:: Task brief ::
Each entry should be written out again exactly, so that nothing is lost.

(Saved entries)
+-------+

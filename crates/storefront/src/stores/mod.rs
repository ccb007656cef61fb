//! Stateful stores owned by the client surface.
//!
//! Both stores are constructed once at process start, restored from the
//! persistence port before first use, and persist synchronously after every
//! mutation - a reader immediately after a write observes the new state,
//! and so does a process restart.

pub mod cart;
pub mod session;

pub use cart::{CartError, CartListener, CartStore};
pub use session::{AuthError, SessionStore};
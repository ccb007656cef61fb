//! Tuhogar Core - Shared types library.
//!
//! This crate provides common types used across all Tuhogar components:
//! - `storefront` - The cart/session engine and remote catalog client
//! - `cli` - The command-line storefront client
//!
//! # Architecture
//!
//! The core crate contains only types - no I/O, no HTTP clients, no
//! persistence. This keeps it lightweight and allows it to be used anywhere.
//!
//! # Modules
//!
//! - [`types`] - Newtype wrappers for type-safe IDs, prices, roles, and tokens

#![cfg_attr(not(test), forbid(unsafe_code))]

pub mod types;

pub use types::*;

+-------+

:: Reply ::
filename crates/storefront/src/stores/mod.rs
repository ccb007656cef61fb
//! Stateful stores owned by the client surface.
//!
//! Both stores are constructed once at process start, restored from the
//! persistence port before first use, and persist synchronously after every
//! mutation - a reader immediately after a write observes the new state,
//! and so does a process restart.

pub mod cart;
pub mod session;

pub use cart::{CartError, CartListener, CartStore};
pub use session::{AuthError, SessionStore};
repository ccb007656cef61fb
//! Tuhogar Core - Shared types library.
//!
//! This crate provides common types used across all Tuhogar components:
//! - `storefront` - The cart/session engine and remote catalog client
//! - `cli` - The command-line storefront client
//!
//! # Architecture
//!
//! The core crate contains only types - no I/O, no HTTP clients, no
//! persistence. This keeps it lightweight and allows it to be used anywhere.
//!
//! # Modules
//!
//! - [`types`] - Newtype wrappers for type-safe IDs, prices, roles, and tokens

#![cfg_attr(not(test), forbid(unsafe_code))]

pub mod types;

pub use types::*;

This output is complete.